WORK INSTRUCTIONS: For the entries that follow, tally the lines holding the string "ServerConfig". Give the total and nothing else.

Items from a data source
*****

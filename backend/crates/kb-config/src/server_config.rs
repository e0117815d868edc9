use crate::{ConfigError, ConfigErrorResult, DEFAULT_HOST, DEFAULT_PORT, MIN_PORT};

use serde::Deserialize;

#[derive(Debug, Clone, Deserialize)]
#[serde(default)]
pub struct ServerConfig {
    pub host: String,
    /// 0 lets the OS pick a free port
    pub port: u16,
}

impl Default for ServerConfig {
    fn default() -> Self {
        Self {
            host: String::from(DEFAULT_HOST),
            port: DEFAULT_PORT,
        }
    }
}

impl ServerConfig {
    pub fn validate(&self) -> ConfigErrorResult<()> {
        if self.port != 0 && self.port < MIN_PORT {
            return Err(ConfigError::server(format!(
                "server.port must be 0 (auto) or >= {}, got {}",
                MIN_PORT, self.port
            )));
        }

        if self.host.trim().is_empty() {
            return Err(ConfigError::server("server.host cannot be empty"));
        }

        Ok(())
    }
}

use std::env;

use tempfile::TempDir;

/// RAII guard for environment variables - restores on drop
pub(crate) struct EnvGuard {
    key: &'static str,
    original: Option<String>,
}

impl EnvGuard {
    pub(crate) fn set(key: &'static str, value: &str) -> Self {
        unsafe {
            let original = env::var(key).ok();
            env::set_var(key, value);
            Self { key, original }
        }
    }

    pub(crate) fn remove(key: &'static str) -> Self {
        unsafe {
            let original = env::var(key).ok();
            env::remove_var(key);
            Self { key, original }
        }
    }
}

impl Drop for EnvGuard {
    fn drop(&mut self) {
        unsafe {
            match &self.original {
                Some(val) => env::set_var(self.key, val),
                None => env::remove_var(self.key),
            }
        }
    }
}

/// Create a temp config directory and point KB_CONFIG_DIR at it
pub(crate) fn setup_config_dir() -> (TempDir, EnvGuard) {
    let temp = TempDir::new().unwrap();
    let guard = EnvGuard::set(crate::CONFIG_DIR_ENV, temp.path().to_str().unwrap());
    (temp, guard)
}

*****

WRITTEN ANSWER: 3